As outlined by NDP critic Nathan Cullen on Thursday, the committee should comprise 12 MPs, with party membership divided approximately proportional to October's popular vote: five Liberals (including the committee chair, who does not vote), three Conservatives, two New Democrats, one Bloc Québécois MP and one Green MP.

"In May, the prime minister said we need to know that when we cast a ballot it counts, that when we go to vote it matters. I agree. What we've put forward today is a reflection of that spirit. It puts those words into action," Cullen ventured in announcing his proposal. "This is what Canadians voted for. This is the process that we recommend the government undertake to allow us to come to a result that Canadians can have confidence in."

Going beyond party interest

All other parliamentary committees are divided according to the seat count in the House; that is, in the current situation, with the Liberals occupying six of 10 spots. 

But under the NDP proposal, as Cullen noted, "no one party can direct the outcome." 

"Worst case scenario for the Liberals is they end up standing alone with a new voting system because Canadians will be rightly suspicious that it's one that favours Liberals," he later explained in an interview. "So this is a clear opportunity for them to be able to say we worked with parliamentarians to get this done for the betterment of all." 

NDP wants to reform electoral reform committee6:11

Of the possible alternatives to first-past-the-post, it has already been noted that preferential balloting would tend to favour the Liberals, potentially complicating the Liberal Party's potential positions. But the potential for accusations of self-interest loom over this entire debate.

Presented with the NDP proposal in question period, Monsef did not specifically respond. "Mr. Speaker, allow me to make something perfectly clear: the reforms we choose must be designed to address the needs of all Canadians and go far beyond addressing the interests of the parties we represent," she said.

According to Monsef's office, a motion will be tabled in the House to establish the special committee's mandate, powers and membership. "When that motion comes forward we invite [Cullen] to raise his views in that debate," a spokeswoman explained in a statement.

What about a referendum?

Elizabeth May, the lone Green MP in the House, said that she appreciates Cullen's support and hopes "it is clear that the committee should include all parties." But she made no move to support the NDP proposal.

"I take no position on Cullen's view that, in order to include the Bloc and Greens, the Liberals surrender their majority," she said via email. "I would hope the committee would operate by consensus."

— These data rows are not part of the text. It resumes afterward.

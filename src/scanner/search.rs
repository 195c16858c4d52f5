//! Single-pass discovery of target directories.

use std::ffi::OsStr;
use std::path::Path;
use walkdir::WalkDir;

use crate::error::SweepError;

use super::cancel::CancelToken;
use super::options::SearchOptions;

/// What the search does with a directory it has reached.
#[derive(Debug, Clone, Copy, PartialEq, Eq)]
enum Visit {
    /// Keep walking into its children.
    Descend,
    /// Excluded: neither reported nor entered.
    Skip,
    /// A target: reported as a whole unit, contents never examined.
    Claim,
}

/// Walks a tree looking for target directories.
///
/// Only the outermost target along any path is ever reported: once a
/// directory is claimed, nothing inside it is looked at, so a
/// `node_modules` nested inside another `node_modules` never surfaces.
#[derive(Debug, Clone, Default)]
pub struct Searcher {
    options: SearchOptions,
}

impl Searcher {
    pub fn new(options: SearchOptions) -> Self {
        Self { options }
    }

    pub fn options(&self) -> &SearchOptions {
        &self.options
    }

    fn classify(&self, name: &OsStr) -> Visit {
        // Non UTF-8 names cannot equal any configured name.
        let Some(name) = name.to_str() else {
            return Visit::Descend;
        };

        if self.options.is_excluded(name) {
            Visit::Skip
        } else if self.options.is_target(name) {
            Visit::Claim
        } else {
            Visit::Descend
        }
    }

    /// Walk `root`, calling `on_match` for every target directory found.
    ///
    /// An error returned by `on_match` stops the walk immediately and is
    /// returned unchanged. Failing to read `root` itself is fatal; any other
    /// unreadable entry is skipped and the walk carries on.
    pub fn walk<F, E>(&self, root: &Path, on_match: F) -> Result<(), E>
    where
        F: FnMut(&Path) -> Result<(), E>,
        E: From<SweepError>,
    {
        self.walk_until(root, &CancelToken::new(), on_match)
    }

    /// Like [`Searcher::walk`], but checks `cancel` before every directory and
    /// fails with [`SweepError::Cancelled`] once it trips.
    pub fn walk_until<F, E>(&self, root: &Path, cancel: &CancelToken, mut on_match: F) -> Result<(), E>
    where
        F: FnMut(&Path) -> Result<(), E>,
        E: From<SweepError>,
    {
        let mut entries = WalkDir::new(root).follow_links(false).into_iter();

        while let Some(next) = entries.next() {
            let entry = match next {
                Ok(entry) => entry,
                Err(err) if err.depth() == 0 => {
                    return Err(SweepError::walk(root, err).into());
                }
                Err(err) => {
                    tracing::trace!(error = %err, "Skipping unreadable entry");
                    continue;
                }
            };

            if !entry.file_type().is_dir() {
                continue;
            }

            cancel.check()?;

            match self.classify(entry.file_name()) {
                Visit::Descend => {}
                Visit::Skip => entries.skip_current_dir(),
                Visit::Claim => {
                    on_match(entry.path())?;
                    entries.skip_current_dir();
                }
            }
        }

        Ok(())
    }
}
use std::sync::atomic::{AtomicBool, Ordering};
use std::sync::Arc;

use crate::error::{Result, SweepError};

/// Cooperative cancellation signal shared by the search and every measurer.
///
/// Clones observe the same flag. Nothing is interrupted forcibly: each
/// participant polls the token between entries and bails out on its own.
#[derive(Debug, Clone, Default)]
pub struct CancelToken {
    flag: Arc<AtomicBool>,
}

impl CancelToken {
    pub fn new() -> Self {
        Self::default()
    }

    /// Request cancellation. Idempotent.
    pub fn cancel(&self) {
        self.flag.store(true, Ordering::Relaxed);
    }

    pub fn is_cancelled(&self) -> bool {
        self.flag.load(Ordering::Relaxed)
    }

    /// `Err(SweepError::Cancelled)` once cancellation has been requested.
    pub fn check(&self) -> Result<()> {
        if self.is_cancelled() {
            Err(SweepError::Cancelled)
        } else {
            Ok(())
        }
    }

    /// The shared flag, for code that must set it outside of Rust's normal
    /// control flow (signal handlers).
    pub(crate) fn flag(&self) -> Arc<AtomicBool> {
        Arc::clone(&self.flag)
    }
}
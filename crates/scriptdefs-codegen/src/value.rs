//! Typed value to C# literal conversion.
//!
//! Rules, first match wins:
//! 1. String matching an alias ([`ALIASES`]) becomes its integer, whatever the type
//! 2. Any other string becomes a quoted literal
//! 3. `Int` + integer: decimal as-is
//! 4. `Float` + float: infinities/NaN map to `double.*`, otherwise numeral + `f`
//! 5. `String` + non-string: stringified, then quoted
//! 6. `Vector` + vector: `new Vector3(xf, yf, zf)`
//! 7. Anything else: the value's `Display` form, flagged as a fallback
//!
//! Finite floats beyond single-precision range have no valid `f` literal and
//! take rule 7.

use std::fmt;

use scriptdefs_core::{DataType, Value, Vector3};

use crate::escape::quoted;

/// Symbolic names the engine headers use as numeric defaults.
pub const ALIASES: &[(&str, i64)] = &[
    ("OBJECT_SELF", 0),
    ("OBJECT_INVALID", -1),
    ("TRUE", 1),
    ("FALSE", 0),
];

/// Largest magnitude a C# `float` literal accepts.
const FLOAT_MAX: f64 = f32::MAX as f64;

/// Resolve a symbolic alias to its integer value.
pub fn alias(name: &str) -> Option<i64> {
    ALIASES
        .iter()
        .find_map(|&(alias, value)| (alias == name).then_some(value))
}

/// Which rule produced a literal.
#[derive(Clone, Copy, Debug, PartialEq, Eq)]
pub enum LiteralKind {
    Alias,
    Text,
    Int,
    Float,
    SpecialFloat,
    Vector,
    Fallback,
}

/// A rendered C# literal.
#[derive(Clone, Debug, PartialEq, Eq)]
pub struct Literal {
    pub text: String,
    pub kind: LiteralKind,
}

impl Literal {
    fn new(kind: LiteralKind, text: impl Into<String>) -> Self {
        Self {
            text: text.into(),
            kind,
        }
    }

    pub fn is_fallback(&self) -> bool {
        self.kind == LiteralKind::Fallback
    }
}

impl fmt::Display for Literal {
    fn fmt(&self, f: &mut fmt::Formatter<'_>) -> fmt::Result {
        f.write_str(&self.text)
    }
}

/// Render `value` as a C# literal for a slot declared as `datatype`.
pub fn emit(datatype: DataType, value: &Value) -> Literal {
    if let Value::String(s) = value {
        return match alias(s) {
            Some(n) => Literal::new(LiteralKind::Alias, n.to_string()),
            None => Literal::new(LiteralKind::Text, quoted(s)),
        };
    }

    match (datatype, value) {
        (DataType::Int, Value::Int(n)) => Literal::new(LiteralKind::Int, n.to_string()),
        (DataType::Float, Value::Float(v)) if fits_float(*v) => double_literal(*v),
        (DataType::String, other) => Literal::new(LiteralKind::Text, quoted(&other.to_string())),
        (DataType::Vector, Value::Vector(v)) if [v.x, v.y, v.z].into_iter().all(fits_float) => {
            Literal::new(LiteralKind::Vector, vector_literal(v))
        }
        (_, other) => Literal::new(LiteralKind::Fallback, other.to_string()),
    }
}

/// Shortest decimal numeral that round-trips `v`, always with a `.` or exponent.
///
/// Formatting never consults the locale.
pub fn float_numeral(v: f64) -> String {
    format!("{v:?}")
}

/// Single-precision C# literal (`1.5f`); non-finite values use `float.*`.
pub fn float_literal(v: f64) -> String {
    match special_float(v) {
        Some(name) => format!("float.{name}"),
        None => format!("{}f", float_numeral(v)),
    }
}

fn double_literal(v: f64) -> Literal {
    match special_float(v) {
        Some(name) => Literal::new(LiteralKind::SpecialFloat, format!("double.{name}")),
        None => Literal::new(LiteralKind::Float, format!("{}f", float_numeral(v))),
    }
}

/// Non-finite values always fit: they render as named constants.
fn fits_float(v: f64) -> bool {
    !v.is_finite() || v.abs() <= FLOAT_MAX
}

fn special_float(v: f64) -> Option<&'static str> {
    if v.is_nan() {
        Some("NaN")
    } else if v == f64::INFINITY {
        Some("PositiveInfinity")
    } else if v == f64::NEG_INFINITY {
        Some("NegativeInfinity")
    } else {
        None
    }
}

fn vector_literal(v: &Vector3) -> String {
    format!(
        "new Vector3({}, {}, {})",
        float_literal(v.x),
        float_literal(v.y),
        float_literal(v.z)
    )
}
pub mod check;
pub mod defs;
pub mod input;
pub mod library;
pub mod output;

#[cfg(test)]
mod library_tests;
#[cfg(test)]
mod output_tests;
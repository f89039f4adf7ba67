//! Include-file library: file name to raw script bytes.

use indexmap::IndexMap;

/// Include scripts of one game variant, keyed by include name (`k_inc_generic`).
///
/// Keeps insertion order so callers can see what the source handed over;
/// use [`LibraryTable::sorted`] for deterministic output.
#[derive(Clone, Debug, Default, PartialEq, Eq)]
pub struct LibraryTable {
    entries: IndexMap<String, Vec<u8>>,
}

impl LibraryTable {
    pub fn new() -> Self {
        Self::default()
    }

    /// Insert or replace an include file, returning the previous content.
    pub fn insert(
        &mut self,
        name: impl Into<String>,
        content: impl Into<Vec<u8>>,
    ) -> Option<Vec<u8>> {
        self.entries.insert(name.into(), content.into())
    }

    pub fn len(&self) -> usize {
        self.entries.len()
    }

    pub fn is_empty(&self) -> bool {
        self.entries.is_empty()
    }

    /// Entries in insertion order.
    pub fn iter(&self) -> impl Iterator<Item = (&str, &[u8])> {
        self.entries.iter().map(|(k, v)| (k.as_str(), v.as_slice()))
    }

    /// Entries ordered by file name (byte-wise).
    pub fn sorted(&self) -> Vec<(&str, &[u8])> {
        let mut entries: Vec<_> = self.iter().collect();
        entries.sort_unstable_by(|a, b| a.0.cmp(b.0));
        entries
    }
}

impl<K: Into<String>, V: Into<Vec<u8>>> FromIterator<(K, V)> for LibraryTable {
    fn from_iter<I: IntoIterator<Item = (K, V)>>(iter: I) -> Self {
        let mut table = Self::new();
        for (name, content) in iter {
            table.insert(name, content);
        }
        table
    }
}
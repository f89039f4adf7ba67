//! Configuration types for C# emission.

/// Configuration for C# emission.
#[derive(Clone, Debug)]
pub struct Config {
    /// Namespace of the generated classes
    pub(crate) namespace: String,
    /// Class holding constant and function tables
    pub(crate) defs_class: String,
    /// Class holding include-file tables
    pub(crate) library_class: String,
    /// Treat fallback literals as errors
    pub(crate) strict: bool,
    /// Emit the `<auto-generated>` banner
    pub(crate) header: bool,
}

impl Default for Config {
    fn default() -> Self {
        Self {
            namespace: "TSLPatcher.Core.Common.Script".to_string(),
            defs_class: "ScriptDefs".to_string(),
            library_class: "ScriptLib".to_string(),
            strict: false,
            header: true,
        }
    }
}

impl Config {
    /// Create a new Config with default values.
    pub fn new() -> Self {
        Self::default()
    }

    /// Set the namespace of the generated classes.
    pub fn namespace(mut self, value: impl Into<String>) -> Self {
        self.namespace = value.into();
        self
    }

    /// Set the class name for constant and function tables.
    pub fn defs_class(mut self, value: impl Into<String>) -> Self {
        self.defs_class = value.into();
        self
    }

    /// Set the class name for include-file tables.
    pub fn library_class(mut self, value: impl Into<String>) -> Self {
        self.library_class = value.into();
        self
    }

    /// Set whether fallback literals abort emission.
    pub fn strict(mut self, value: bool) -> Self {
        self.strict = value;
        self
    }

    /// Set whether to emit the auto-generated banner.
    pub fn header(mut self, value: bool) -> Self {
        self.header = value;
        self
    }

    /// Parent of the configured namespace, where `Vector3` lives.
    pub(crate) fn common_namespace(&self) -> Option<&str> {
        self.namespace.rsplit_once('.').map(|(parent, _)| parent)
    }
}
//! Command builders for the CLI.

use clap::Command;

use super::args::*;

/// Build the complete CLI with all subcommands.
pub fn build_cli() -> Command {
    Command::new("scriptdefs")
        .about("Emit NWScript reference tables as C# static data")
        .version(env!("CARGO_PKG_VERSION"))
        .subcommand_required(true)
        .arg_required_else_help(true)
        .arg(verbose_arg())
        .arg(color_arg())
        .subcommand(defs_command())
        .subcommand(lib_command())
        .subcommand(check_command())
}

/// Emit the constants and functions document.
pub fn defs_command() -> Command {
    Command::new("defs")
        .about("Emit constant and function definitions")
        .override_usage(
            "\
  scriptdefs defs <INPUT> [-o <FILE>]
  scriptdefs defs - < defs.json",
        )
        .after_help(
            r#"EXAMPLES:
  scriptdefs defs defs.json                        # print to stdout
  scriptdefs defs defs.json -o ScriptDefs.cs       # write file
  scriptdefs defs defs.json --strict -o out.cs     # fail on untyped values
  scriptdefs defs defs.json --namespace Foo.Script # custom namespace"#,
        )
        .arg(input_path_arg())
        .arg(output_file_arg())
        .arg(namespace_arg())
        .arg(class_arg())
        .arg(strict_arg())
        .arg(no_header_arg())
}

/// Emit the include library document.
pub fn lib_command() -> Command {
    Command::new("lib")
        .about("Emit include script libraries")
        .override_usage("  scriptdefs lib --kotor <DIR> --tsl <DIR> [-o <FILE>]")
        .after_help(
            r#"EXAMPLES:
  scriptdefs lib --kotor k1/ --tsl k2/                 # print to stdout
  scriptdefs lib --kotor k1/ --tsl k2/ -o ScriptLib.cs # write file"#,
        )
        .arg(kotor_dir_arg())
        .arg(tsl_dir_arg())
        .arg(output_file_arg())
        .arg(namespace_arg())
        .arg(class_arg())
        .arg(no_header_arg())
}

/// Validate a definitions file without writing anything.
pub fn check_command() -> Command {
    Command::new("check")
        .about("Validate definitions and report fallback literals")
        .override_usage("  scriptdefs check <INPUT> [--strict] [--format <FORMAT>]")
        .after_help(
            r#"EXAMPLES:
  scriptdefs check defs.json                 # counts and fallback hits
  scriptdefs check defs.json --strict        # exit 1 on fallback hits
  scriptdefs check defs.json --format json   # machine-readable report"#,
        )
        .arg(input_path_arg())
        .arg(strict_arg())
        .arg(format_arg())
}
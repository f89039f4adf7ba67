use crate::library::{decode, entry};

#[test]
fn simple_entry() {
    insta::assert_snapshot!(
        entry("a.nss", b"void main(){}"),
        @r#"{ "a.nss", Encoding.UTF8.GetBytes(@"void main(){}") }"#
    );
}

#[test]
fn quotes_are_doubled() {
    let out = entry("k_inc_debug.nss", br#"PrintString("debug: " + s);"#);
    assert_eq!(
        out,
        r#"{ "k_inc_debug.nss", Encoding.UTF8.GetBytes(@"PrintString(""debug: "" + s);") }"#
    );
}

#[test]
fn line_breaks_and_backslashes_pass_through() {
    let out = entry("x.nss", b"// path\\to\r\nint i;\n");
    assert_eq!(
        out,
        "{ \"x.nss\", Encoding.UTF8.GetBytes(@\"// path\\to\r\nint i;\n\") }"
    );
}

#[test]
fn invalid_utf8_is_replaced() {
    assert_eq!(decode(b"ok \xff end"), "ok \u{FFFD} end");

    let out = entry("bad.nss", b"a\xc3b");
    assert!(out.contains("@\"a\u{FFFD}b\""), "{out}");
}
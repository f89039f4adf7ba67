mod args;
mod commands;
mod dispatch;


pub use commands::build_cli;
pub use dispatch::{CheckParams, DefsParams, LibParams, LogParams};

/// Color mode for log output.
#[derive(Clone, Copy, Debug, Default, PartialEq, Eq)]
pub enum ColorChoice {
    #[default]
    Auto,
    Always,
    Never,
}

impl ColorChoice {
    /// Logs go to stderr, so only stderr decides.
    pub fn should_colorize(self) -> bool {
        match self {
            ColorChoice::Always => true,
            ColorChoice::Never => false,
            ColorChoice::Auto => std::io::IsTerminal::is_terminal(&std::io::stderr()),
        }
    }
}
use std::fs;

use super::output::write_atomic;

#[test]
fn writes_utf8_without_bom() {
    let dir = tempfile::tempdir().unwrap();
    let path = dir.path().join("ScriptDefs.cs");

    write_atomic(&path, "// café\n").unwrap();

    let bytes = fs::read(&path).unwrap();
    assert_eq!(bytes, "// café\n".as_bytes());
    assert!(!bytes.starts_with(&[0xEF, 0xBB, 0xBF]));
}

#[test]
fn replaces_existing_file() {
    let dir = tempfile::tempdir().unwrap();
    let path = dir.path().join("ScriptDefs.cs");
    fs::write(&path, "old contents that are longer than the new ones").unwrap();

    write_atomic(&path, "new").unwrap();

    assert_eq!(fs::read_to_string(&path).unwrap(), "new");
}

#[test]
fn creates_missing_parent_directories() {
    let dir = tempfile::tempdir().unwrap();
    let path = dir.path().join("Common").join("Script").join("ScriptLib.cs");

    write_atomic(&path, "x").unwrap();

    assert_eq!(fs::read_to_string(&path).unwrap(), "x");
}

#[test]
fn leaves_no_temp_files_behind() {
    let dir = tempfile::tempdir().unwrap();
    let path = dir.path().join("out.cs");

    write_atomic(&path, "x").unwrap();

    let names: Vec<_> = fs::read_dir(dir.path())
        .unwrap()
        .map(|e| e.unwrap().file_name())
        .collect();
    assert_eq!(names, ["out.cs"]);
}
//! Summary of an emission pass.

use std::fmt;

use scriptdefs_core::DataType;

/// Number of entries written into one container.
#[derive(Clone, Debug, PartialEq, Eq)]
pub struct GroupCount {
    pub container: String,
    pub entries: usize,
}

/// A literal emitted through the fallback rule.
#[derive(Clone, Debug, PartialEq, Eq)]
pub struct Fallback {
    pub container: String,
    pub record: String,
    pub datatype: DataType,
    pub value: String,
}

impl fmt::Display for Fallback {
    fn fmt(&self, f: &mut fmt::Formatter<'_>) -> fmt::Result {
        write!(
            f,
            "{}: `{}` emitted as-is for {} (in `{}`)",
            self.container, self.value, self.datatype, self.record
        )
    }
}

#[derive(Clone, Debug, Default, PartialEq, Eq)]
pub struct EmitReport {
    pub groups: Vec<GroupCount>,
    pub fallbacks: Vec<Fallback>,
}

impl EmitReport {
    pub fn total(&self) -> usize {
        self.groups.iter().map(|g| g.entries).sum()
    }

    pub fn entries(&self, container: &str) -> Option<usize> {
        self.groups
            .iter()
            .find(|g| g.container == container)
            .map(|g| g.entries)
    }

    pub fn has_fallbacks(&self) -> bool {
        !self.fallbacks.is_empty()
    }
}

/// `KOTOR_CONSTANTS: 3, TSL_CONSTANTS: 4`
impl fmt::Display for EmitReport {
    fn fmt(&self, f: &mut fmt::Formatter<'_>) -> fmt::Result {
        for (i, group) in self.groups.iter().enumerate() {
            if i > 0 {
                f.write_str(", ")?;
            }
            write!(f, "{}: {}", group.container, group.entries)?;
        }
        Ok(())
    }
}

/// Generated source text with its report.
#[derive(Clone, Debug, PartialEq, Eq)]
pub struct Document {
    pub text: String,
    pub report: EmitReport,
}
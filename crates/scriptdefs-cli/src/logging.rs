use tracing_subscriber::{EnvFilter, fmt};

/// Initialize stderr logging.
///
/// `RUST_LOG` overrides the filter chosen from `-v` count.
pub fn init(verbose: u8, color: bool) {
    let default = match verbose {
        0 => "warn",
        1 => "info",
        2 => "debug",
        _ => "trace",
    };
    let filter = EnvFilter::try_from_default_env().unwrap_or_else(|_| EnvFilter::new(default));

    fmt()
        .with_env_filter(filter)
        .with_target(false)
        .with_ansi(color)
        .with_writer(std::io::stderr)
        .init();
}
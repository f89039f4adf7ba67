use std::fs;

use super::library::{LibArgs, execute};
use crate::error::CliError;

#[test]
fn writes_library_document() {
    let dir = tempfile::tempdir().unwrap();
    let kotor = dir.path().join("k1");
    let tsl = dir.path().join("k2");
    fs::create_dir(&kotor).unwrap();
    fs::create_dir(&tsl).unwrap();
    fs::write(kotor.join("k_inc_utility.nss"), "int UT_Min(int a, int b);").unwrap();
    fs::write(tsl.join("k_inc_debug.nss"), "PrintString(\"x\");").unwrap();
    fs::write(tsl.join("A_LAST.NSS"), "").unwrap();
    let output = dir.path().join("ScriptLib.cs");

    let args = LibArgs {
        kotor,
        tsl,
        output: Some(output.clone()),
        namespace: None,
        class: Some("NwscriptLib".to_string()),
        header: false,
    };
    let report = execute(&args).unwrap();

    assert_eq!(report.entries("KOTOR_LIBRARY"), Some(1));
    assert_eq!(report.entries("TSL_LIBRARY"), Some(2));

    let text = fs::read_to_string(&output).unwrap();
    assert!(text.contains("public static class NwscriptLib"));
    assert!(text.contains(
        r#"{ "k_inc_utility", Encoding.UTF8.GetBytes(@"int UT_Min(int a, int b);") },"#
    ));
    assert!(text.contains(
        r#"{ "k_inc_debug", Encoding.UTF8.GetBytes(@"PrintString(""x"");") },"#
    ));
    assert!(text.find("\"a_last\"").unwrap() < text.find("\"k_inc_debug\"").unwrap());
}

#[test]
fn missing_directory_fails() {
    let dir = tempfile::tempdir().unwrap();
    let args = LibArgs {
        kotor: dir.path().to_path_buf(),
        tsl: dir.path().join("nope"),
        output: Some(dir.path().join("out.cs")),
        namespace: None,
        class: None,
        header: true,
    };

    let err = execute(&args).unwrap_err();
    assert!(matches!(err, CliError::NotADirectory(_)));
    assert!(!dir.path().join("out.cs").exists());
}
//! Include-file entries: `{ "name", Encoding.UTF8.GetBytes(@"...") }`.

use std::borrow::Cow;

use crate::escape::{quoted, verbatim};

/// Decode script bytes, replacing invalid UTF-8 with U+FFFD.
pub fn decode(content: &[u8]) -> Cow<'_, str> {
    String::from_utf8_lossy(content)
}

/// A single dictionary initializer entry, without trailing separator.
pub fn entry(name: &str, content: &[u8]) -> String {
    let text = decode(content);
    if matches!(text, Cow::Owned(_)) {
        tracing::warn!(file = name, "include file is not valid UTF-8, replacing bad bytes");
    }
    format!("{{ {}, Encoding.UTF8.GetBytes({}) }}", quoted(name), verbatim(&text))
}
use std::io;
use std::path::PathBuf;

/// Anything that stops a command before its document is written.
#[derive(Debug, thiserror::Error)]
pub enum CliError {
    #[error("failed to read '{}': {source}", path.display())]
    Read { path: PathBuf, source: io::Error },

    #[error("failed to write '{}': {source}", path.display())]
    Write { path: PathBuf, source: io::Error },

    #[error("'{}' is not a directory", .0.display())]
    NotADirectory(PathBuf),

    #[error(
        "include '{key}' is provided by both '{}' and '{}'",
        first.display(),
        second.display()
    )]
    DuplicateInclude {
        key: String,
        first: PathBuf,
        second: PathBuf,
    },

    #[error("{}: {source}", path.display())]
    Input {
        path: PathBuf,
        source: scriptdefs_core::Error,
    },

    #[error(transparent)]
    Emit(#[from] scriptdefs_codegen::EmitError),
}

pub type Result<T> = std::result::Result<T, CliError>;
use std::path::PathBuf;

use scriptdefs_codegen::{Config, EmitReport, emit_defs};

use super::input::load_defs;
use super::output::write_document;
use crate::error::Result;

pub struct DefsArgs {
    pub input: PathBuf,
    pub output: Option<PathBuf>,
    pub namespace: Option<String>,
    pub class: Option<String>,
    pub strict: bool,
    pub header: bool,
}

impl DefsArgs {
    fn config(&self) -> Config {
        let mut config = Config::new().strict(self.strict).header(self.header);
        if let Some(namespace) = &self.namespace {
            config = config.namespace(namespace);
        }
        if let Some(class) = &self.class {
            config = config.defs_class(class);
        }
        config
    }
}

pub fn run(args: DefsArgs) {
    match execute(&args) {
        Ok(report) => {
            eprintln!("generated {} definitions ({report})", report.total());
            if report.has_fallbacks() {
                eprintln!(
                    "warning: {} value(s) emitted without a typed literal; run `scriptdefs check` for details",
                    report.fallbacks.len()
                );
            }
        }
        Err(e) => {
            eprintln!("error: {e}");
            std::process::exit(1);
        }
    }
}

/// Load, emit and write the definitions document.
pub fn execute(args: &DefsArgs) -> Result<EmitReport> {
    let defs = load_defs(&args.input)?;
    let doc = emit_defs(&defs, args.config())?;
    write_document(&doc.text, args.output.as_deref())?;
    Ok(doc.report)
}
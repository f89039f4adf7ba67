//! C# string literal escaping.
//!
//! Two independent schemes:
//! - **Quoted** (`"..."`): backslash, quote, CR and LF are backslash-escaped.
//! - **Verbatim** (`@"..."`): only the quote is special and is doubled.
//!
//! They are not interchangeable. Running verbatim content through the quoted
//! escaper doubles every backslash in the embedded script; running quoted
//! content through the verbatim escaper leaves raw newlines inside a literal
//! that cannot span lines.

/// Escape text for the inside of a regular C# string literal.
///
/// NEL, LS and PS are C# line terminators too, so they get `\u` escapes.
pub fn escape_quoted(text: &str) -> String {
    let mut out = String::with_capacity(text.len() + 2);
    for c in text.chars() {
        match c {
            '\\' => out.push_str("\\\\"),
            '"' => out.push_str("\\\""),
            '\n' => out.push_str("\\n"),
            '\r' => out.push_str("\\r"),
            '\u{0085}' => out.push_str("\\u0085"),
            '\u{2028}' => out.push_str("\\u2028"),
            '\u{2029}' => out.push_str("\\u2029"),
            c => out.push(c),
        }
    }
    out
}

/// Escape text for the inside of a C# verbatim string literal.
pub fn escape_verbatim(text: &str) -> String {
    text.replace('"', "\"\"")
}

/// `"text"` with quoted escaping applied.
pub fn quoted(text: &str) -> String {
    format!("\"{}\"", escape_quoted(text))
}

/// `@"text"` with verbatim escaping applied.
pub fn verbatim(text: &str) -> String {
    format!("@\"{}\"", escape_verbatim(text))
}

Conservative MP Scott Reid sees the NDP positioning itself to influence a deal with the Liberals — "this is just party politics under a somewhat different guise here" — though Cullen notes that the NDP wouldn't necessarily hold the balance of power. Regardless, Reid says that the Conservatives remain adamant about a referendum.

"In the end, whether it's one party, two parties, three parties, all the parties [agreeing] doesn't change the fact that the people who ought to have the final say are actually the voters. No committee process you can design is a substitute to taking this matter to the people in the form of a referendum," Reid said.

The Liberals could conceivably court another party's support even if they held a majority on the committee, but Cullen argues his proposal would helpfully compel collaboration (and could relieve pressure on the Liberals to hold a referendum). 

"There is going to be a lot of pressure on all the people who sit at this committee, from their parties, from their voters, from all sorts of sectors, from the lobbyists around this place," he said. "So why not put into the very DNA of what we're doing the ability of every member of Parliament to say, look, I can't just say yes and deliver you what you want, I've got to work with another party."

All of this, of course, is still mere prelude. The real debate has not even really yet begun.